**To do**:
Filter the entries below, keeping only lines with "transform".
──────── Data under study ────────
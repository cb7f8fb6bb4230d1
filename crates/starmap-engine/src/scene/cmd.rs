use crate::coords::{Rect, Vec2};
use crate::paint::{Color, Pen};
use crate::path::Path;
use crate::text::FontSpec;

/// Renderer-agnostic draw command.
///
/// Geometry is stored in the drawing space it was issued in; the owning
/// [`DrawItem`](super::DrawItem) carries the transform to device pixels.
#[derive(Debug, Clone, PartialEq)]
pub enum DrawCmd {
    Save,
    Restore,
    Clip(Path),
    Fill { path: Path, color: Color },
    Stroke { path: Path, pen: Pen },
    Text {
        text: String,
        font: FontSpec,
        /// Top-left of the measured text box.
        origin: Vec2,
        size: Vec2,
        color: Color,
    },
    Image {
        dest: Rect,
        width: u32,
        height: u32,
        opacity: f32,
    },
    Marker(String),
}

impl DrawCmd {
    /// True for commands that put pixels on the surface.
    #[inline]
    pub fn is_paint(&self) -> bool {
        matches!(
            self,
            DrawCmd::Fill { .. } | DrawCmd::Stroke { .. } | DrawCmd::Text { .. } | DrawCmd::Image { .. }
        )
    }
}
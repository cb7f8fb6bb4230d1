use starmap_engine::coords::Vec2;
use starmap_engine::paint::Pen;
use starmap_engine::surface::Surface;

use crate::astrometry::{self, Location};
use crate::context::RenderContext;
use crate::error::RenderError;
use crate::geometry;
use crate::model::{Route, Sector};
use crate::style::LineStyle;
use crate::transform::PARSEC_SCALE_X;

use super::{legible, sector_rule};

/// Allegiance code routes fall back to when they name none.
const DEFAULT_ROUTE_CODE: &str = "Im";

pub(super) fn micro_routes(ctx: &RenderContext<'_>, s: &mut dyn Surface) -> Result<(), RenderError> {
    let style = ctx.style;
    let element = &style.micro_routes;
    if !element.visible {
        return Ok(());
    }
    for (sector, route) in ctx.selector.routes() {
        let Some((a, b)) = route_endpoints(sector, route, style.route_end_adjust) else {
            continue;
        };
        let code = route
            .allegiance
            .as_deref()
            .or(route.route_type.as_deref())
            .unwrap_or(DEFAULT_ROUTE_CODE);
        let rule = sector_rule(sector, "route", code);

        let line_style = style
            .override_line_style
            .or(route.style)
            .or_else(|| rule.and_then(|r| r.style))
            .unwrap_or(LineStyle::Solid);
        if line_style == LineStyle::None {
            continue;
        }
        let width = route
            .width
            .or_else(|| rule.and_then(|r| r.width))
            .unwrap_or(1.0)
            * element.pen.width;
        let color = route
            .color
            .or_else(|| rule.and_then(|r| r.color))
            .unwrap_or(element.pen.color);
        let color = legible(style, color, element.pen.color);

        let pen = Pen::new(color, width).with_dash(geometry::dash_pattern(line_style)?);
        s.draw_line(a, b, &pen);
    }
    Ok(())
}

/// World-space segment of `route`, shortened by `adjust` at both ends.
///
/// Endpoints are ordered so a route and its reverse draw the same line. The
/// shortening is measured with hexes regular, so it looks even on screen.
pub(super) fn route_endpoints(sector: &Sector, route: &Route, adjust: f32) -> Option<(Vec2, Vec2)> {
    let at = |offset: (i32, i32), hex| {
        astrometry::location_to_coordinates(Location::new(sector.x + offset.0, sector.y + offset.1, hex))
    };
    let mut a = at(route.start_offset, route.start);
    let mut b = at(route.end_offset, route.end);
    if (b.0, b.1) < (a.0, a.1) {
        std::mem::swap(&mut a, &mut b);
    }
    let to_scaled = |(x, y): (i32, i32)| {
        let c = astrometry::hex_to_center(x, y);
        Vec2::new(c.x * PARSEC_SCALE_X, c.y)
    };
    let (p, q) = geometry::offset_segment(to_scaled(a), to_scaled(b), adjust)?;
    Some((
        Vec2::new(p.x / PARSEC_SCALE_X, p.y),
        Vec2::new(q.x / PARSEC_SCALE_X, q.y),
    ))
}

#[cfg(test)]
mod tests {
    use super::*;
    use std::sync::Arc;

    use starmap_engine::coords::Rect;
    use starmap_engine::paint::Color;
    use starmap_engine::scene::DrawCmd;

    use crate::astrometry::Hex;
    use crate::passes::testing::Fixture;
    use crate::style::{SectorStylesheet, StyleRule};

    fn close(a: Vec2, b: Vec2) -> bool {
        (a.x - b.x).abs() < 1e-4 && (a.y - b.y).abs() < 1e-4
    }

    fn pens(sector: Sector, tweak: impl FnOnce(&mut crate::style::Stylesheet)) -> Vec<Pen> {
        let mut f = Fixture::poster(Rect::new(-1.0, -40.0, 32.0, 40.0), 32.0, tweak);
        f.index.push(sector);
        f.draw(micro_routes)
            .items()
            .iter()
            .filter_map(|i| match &i.cmd {
                DrawCmd::Stroke { pen, .. } => Some(pen.clone()),
                _ => None,
            })
            .collect()
    }

    #[test]
    fn reversed_route_draws_the_same_line() {
        let s = Sector::new(0, 0, "Core");
        let fwd = route_endpoints(&s, &Route::new(Hex::new(2, 2), Hex::new(5, 4)), 0.25).unwrap();
        let rev = route_endpoints(&s, &Route::new(Hex::new(5, 4), Hex::new(2, 2)), 0.25).unwrap();
        assert!(close(fwd.0, rev.0) && close(fwd.1, rev.1));
        assert!(fwd.0.x < fwd.1.x);
    }

    #[test]
    fn ends_pulled_in_evenly() {
        let s = Sector::new(0, 0, "Core");
        let (a, b) = route_endpoints(&s, &Route::new(Hex::new(2, 2), Hex::new(2, 6)), 0.25).unwrap();
        let c0 = s.hex_center(Hex::new(2, 2));
        let c1 = s.hex_center(Hex::new(2, 6));
        assert!(close(a, Vec2::new(c0.x, c0.y + 0.25)));
        assert!(close(b, Vec2::new(c1.x, c1.y - 0.25)));
    }

    #[test]
    fn route_to_neighbor_sector() {
        let s = Sector::new(0, 0, "Core");
        let mut r = Route::new(Hex::new(32, 10), Hex::new(1, 10));
        r.end_offset = (1, 0);
        let (a, b) = route_endpoints(&s, &r, 0.0).unwrap();
        // Odd to even column steps half a row up.
        assert!(close(b - a, Vec2::new(1.0, -0.5)));
    }

    #[test]
    fn degenerate_route_is_skipped() {
        let s = Sector::new(0, 0, "Core");
        assert!(route_endpoints(&s, &Route::new(Hex::new(3, 3), Hex::new(3, 3)), 0.25).is_none());
    }

    #[test]
    fn none_style_draws_nothing() {
        let mut s = Sector::new(0, 0, "Core");
        let mut r = Route::new(Hex::new(2, 2), Hex::new(3, 3));
        r.style = Some(LineStyle::None);
        s.routes.push(r);
        assert!(pens(s, |_| {}).is_empty());
    }

    #[test]
    fn override_beats_route_style() {
        let mut s = Sector::new(0, 0, "Core");
        let mut r = Route::new(Hex::new(2, 2), Hex::new(3, 3));
        r.style = Some(LineStyle::Dashed);
        s.routes.push(r);
        let p = pens(s, |st| st.override_line_style = Some(LineStyle::Dotted));
        assert_eq!(p[0].dash, Some(vec![1.0, 1.0]));
    }

    #[test]
    fn width_and_color_from_rule() {
        let mut s = Sector::new(0, 0, "Core");
        let mut r = Route::new(Hex::new(2, 2), Hex::new(3, 3));
        r.route_type = Some("Trade".to_owned());
        s.routes.push(r);
        let rule = StyleRule { color: Some(Color::rgb(0xff, 0x80, 0x00)), style: None, width: Some(3.0) };
        s.stylesheet = Some(Arc::new(SectorStylesheet::new().with_rule("route", Some("Trade"), rule)));
        let p = pens(s, |_| {});
        let base = crate::style::Stylesheet::new(32.0, crate::options::MapOptions::DEFAULT).micro_routes.pen;
        assert_eq!(p[0].color, Color::rgb(0xff, 0x80, 0x00));
        assert!((p[0].width - base.width * 3.0).abs() < 1e-6);
        assert_eq!(p[0].dash, None);
    }

    #[test]
    fn grayscale_falls_back_to_pen_color() {
        let mut s = Sector::new(0, 0, "Core");
        let mut r = Route::new(Hex::new(2, 2), Hex::new(3, 3));
        r.color = Some(Color::rgb(0xff, 0x00, 0x00));
        s.routes.push(r);
        let p = pens(s, |st| st.grayscale = true);
        let base = crate::style::Stylesheet::new(32.0, crate::options::MapOptions::DEFAULT).micro_routes.pen;
        assert_eq!(p[0].color, base.color);
    }
}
────────
**Answer to the exercise**:
/// [`DrawItem`](super::DrawItem) carries the transform to device pixels.
use crate::transform::PARSEC_SCALE_X;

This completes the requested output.